**Exercise description:**
Below are records to be reproduced exactly and in full.

Data extracted from a collection:
#[test]
fn test_frames_flow_in_order_with_cooldown() {
    let (harness, _) = Harness::start(vec![plain("A")], EngineConfig::new());
    let context = harness.context();

    let descriptor = harness.orchestrator.connect(DeviceSelector::Auto).unwrap();
    assert_eq!(descriptor.serial, "A");
    assert_eq!(harness.orchestrator.snapshot().device, Some(descriptor));

    let mut last_index = None;
    let mut last_sequence = None;
    for _ in 0..20 {
        let (meta, data) = next_frame(&context, ReaderRole::Video).unwrap();
        assert_eq!(data.len(), 4096);
        assert_eq!(meta.discard_candidate, meta.sequence < 3);

        let index = plain_index_of(&data).unwrap();
        assert!(last_index.is_none_or(|last| index > last));
        assert!(last_sequence.is_none_or(|last| meta.sequence > last));
        last_index = Some(index);
        last_sequence = Some(meta.sequence);
    }

    let snapshot = harness.orchestrator.snapshot();
    assert!(snapshot.connected);
    assert_eq!(snapshot.cooldown, 0);
    assert_eq!(snapshot.engine_state, EngineState::Streaming);
    assert!(snapshot.frames_delivered >= 20);
}

#[test]
fn test_audio_role_is_independent() {
    let (harness, _) = Harness::start(vec![plain("A")], EngineConfig::new());
    let context = harness.context();
    harness.orchestrator.connect(DeviceSelector::Auto).unwrap();

    let (video, _) = next_frame(&context, ReaderRole::Video).unwrap();
    let (audio, _) = next_frame(&context, ReaderRole::Audio).unwrap();
    assert!(audio.sequence >= video.sequence);

    let (next_audio, _) = next_frame(&context, ReaderRole::Audio).unwrap();
    assert!(next_audio.sequence > audio.sequence);
}

#[test]
fn test_reconfigure_changes_frame_size_and_resets_cooldown() {
    let config = plain("A").with_frame_interval(Duration::from_millis(5));
    let (harness, _) = Harness::start(vec![config], EngineConfig::new().with_writer_lanes(2));
    let context = harness.context();
    harness.orchestrator.connect(DeviceSelector::Auto).unwrap();

    while next_frame(&context, ReaderRole::Video).unwrap().0.discard_candidate {}

    harness
        .orchestrator
        .request_reconfigure(CaptureMode::new(true, false))
        .unwrap();

    let mut sequences = vec![];
    let mut flagged = 0;
    let mut trusted = 0;
    while trusted < 5 {
        let (meta, data) = next_frame(&context, ReaderRole::Video).unwrap();
        if data.len() != 6144 {
            assert!(sequences.is_empty());
            continue;
        }

        sequences.push(meta.sequence);
        if meta.discard_candidate {
            assert_eq!(trusted, 0);
            flagged += 1;
        } else {
            trusted += 1;
        }
    }
    assert!(sequences.windows(2).all(|w| w[1] == w[0] + 1));
    assert_eq!(flagged, 3);
    assert!(harness.orchestrator.snapshot().mode.stereo_3d);
}
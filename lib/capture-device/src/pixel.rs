use byteorder::{ByteOrder, LittleEndian};

/// Wire layout of one pixel in a captured payload.
#[derive(Debug, Clone, Copy, PartialEq, Eq)]
pub enum PixelLayout {
    /// 16-bit word, red in the low 5 bits, then 6 green, then 5 blue
    OldDs565,

    /// 16-bit word, blue in the low 5 bits, then 6 green, then 5 red
    Optimize565,

    /// Three bytes, red first
    Rgb888,
}

impl PixelLayout {
    pub fn bytes_per_pixel(&self) -> usize {
        match self {
            PixelLayout::Rgb888 => 3,
            _ => 2,
        }
    }

    /// Raw channel values of pixel `index`, at their native bit widths.
    pub fn decode(&self, data: &[u8], index: usize) -> Option<PixelChannels> {
        let start = index * self.bytes_per_pixel();
        let bytes = data.get(start..start + self.bytes_per_pixel())?;

        let channels = match self {
            PixelLayout::OldDs565 => {
                let word = LittleEndian::read_u16(bytes);
                PixelChannels::new(bits(word, 0, 5), bits(word, 5, 6), bits(word, 11, 5))
            }
            PixelLayout::Optimize565 => {
                let word = LittleEndian::read_u16(bytes);
                PixelChannels::new(bits(word, 11, 5), bits(word, 5, 6), bits(word, 0, 5))
            }
            PixelLayout::Rgb888 => PixelChannels::new(bytes[0], bytes[1], bytes[2]),
        };

        Some(channels)
    }
}

#[derive(Debug, Clone, Copy, PartialEq, Eq)]
pub struct PixelChannels {
    pub r: u8,
    pub g: u8,
    pub b: u8,
}

impl PixelChannels {
    pub fn new(r: u8, g: u8, b: u8) -> Self {
        Self { r, g, b }
    }
}

fn bits(word: u16, shift: u32, width: u32) -> u8 {
    ((word >> shift) & ((1 << width) - 1)) as u8
}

**Written solution:**
#[test]
fn test_frames_flow_in_order_with_cooldown() {
    let (harness, _) = Harness::start(vec![plain("A")], EngineConfig::new());
    let context = harness.context();

    let descriptor = harness.orchestrator.connect(DeviceSelector::Auto).unwrap();
    assert_eq!(descriptor.serial, "A");
    assert_eq!(harness.orchestrator.snapshot().device, Some(descriptor));

    let mut last_index = None;
    let mut last_sequence = None;
    for _ in 0..20 {
        let (meta, data) = next_frame(&context, ReaderRole::Video).unwrap();
        assert_eq!(data.len(), 4096);
        assert_eq!(meta.discard_candidate, meta.sequence < 3);

        let index = plain_index_of(&data).unwrap();
        assert!(last_index.is_none_or(|last| index > last));
        assert!(last_sequence.is_none_or(|last| meta.sequence > last));
        last_index = Some(index);
        last_sequence = Some(meta.sequence);
    }

    let snapshot = harness.orchestrator.snapshot();
    assert!(snapshot.connected);
    assert_eq!(snapshot.cooldown, 0);
    assert_eq!(snapshot.engine_state, EngineState::Streaming);
    assert!(snapshot.frames_delivered >= 20);
}

#[test]
fn test_audio_role_is_independent() {
    let (harness, _) = Harness::start(vec![plain("A")], EngineConfig::new());
    let context = harness.context();
    harness.orchestrator.connect(DeviceSelector::Auto).unwrap();

    let (video, _) = next_frame(&context, ReaderRole::Video).unwrap();
    let (audio, _) = next_frame(&context, ReaderRole::Audio).unwrap();
    assert!(audio.sequence >= video.sequence);

    let (next_audio, _) = next_frame(&context, ReaderRole::Audio).unwrap();
    assert!(next_audio.sequence > audio.sequence);
}

#[test]
fn test_reconfigure_changes_frame_size_and_resets_cooldown() {
    let config = plain("A").with_frame_interval(Duration::from_millis(5));
    let (harness, _) = Harness::start(vec![config], EngineConfig::new().with_writer_lanes(2));
    let context = harness.context();
    harness.orchestrator.connect(DeviceSelector::Auto).unwrap();

    while next_frame(&context, ReaderRole::Video).unwrap().0.discard_candidate {}

    harness
        .orchestrator
        .request_reconfigure(CaptureMode::new(true, false))
        .unwrap();

    let mut sequences = vec![];
    let mut flagged = 0;
    let mut trusted = 0;
    while trusted < 5 {
        let (meta, data) = next_frame(&context, ReaderRole::Video).unwrap();
        if data.len() != 6144 {
            assert!(sequences.is_empty());
            continue;
        }

        sequences.push(meta.sequence);
        if meta.discard_candidate {
            assert_eq!(trusted, 0);
            flagged += 1;
        } else {
            trusted += 1;
        }
    }
    assert!(sequences.windows(2).all(|w| w[1] == w[0] + 1));
    assert_eq!(flagged, 3);
    assert!(harness.orchestrator.snapshot().mode.stereo_3d);
}
filename lib/capture-device/src/pixel.rs
use byteorder::{ByteOrder, LittleEndian};

/// Wire layout of one pixel in a captured payload.
#[derive(Debug, Clone, Copy, PartialEq, Eq)]
pub enum PixelLayout {
    /// 16-bit word, red in the low 5 bits, then 6 green, then 5 blue
    OldDs565,

    /// 16-bit word, blue in the low 5 bits, then 6 green, then 5 red
    Optimize565,

    /// Three bytes, red first
    Rgb888,
}

impl PixelLayout {
    pub fn bytes_per_pixel(&self) -> usize {
        match self {
            PixelLayout::Rgb888 => 3,
            _ => 2,
        }
    }

    /// Raw channel values of pixel `index`, at their native bit widths.
    pub fn decode(&self, data: &[u8], index: usize) -> Option<PixelChannels> {
        let start = index * self.bytes_per_pixel();
        let bytes = data.get(start..start + self.bytes_per_pixel())?;

        let channels = match self {
            PixelLayout::OldDs565 => {
                let word = LittleEndian::read_u16(bytes);
                PixelChannels::new(bits(word, 0, 5), bits(word, 5, 6), bits(word, 11, 5))
            }
            PixelLayout::Optimize565 => {
                let word = LittleEndian::read_u16(bytes);
                PixelChannels::new(bits(word, 11, 5), bits(word, 5, 6), bits(word, 0, 5))
            }
            PixelLayout::Rgb888 => PixelChannels::new(bytes[0], bytes[1], bytes[2]),
        };

        Some(channels)
    }
}

#[derive(Debug, Clone, Copy, PartialEq, Eq)]
pub struct PixelChannels {
    pub r: u8,
    pub g: u8,
    pub b: u8,
}

impl PixelChannels {
    pub fn new(r: u8, g: u8, b: u8) -> Self {
        Self { r, g, b }
    }
}

fn bits(word: u16, shift: u32, width: u32) -> u8 {
    ((word >> shift) & ((1 << width) - 1)) as u8
}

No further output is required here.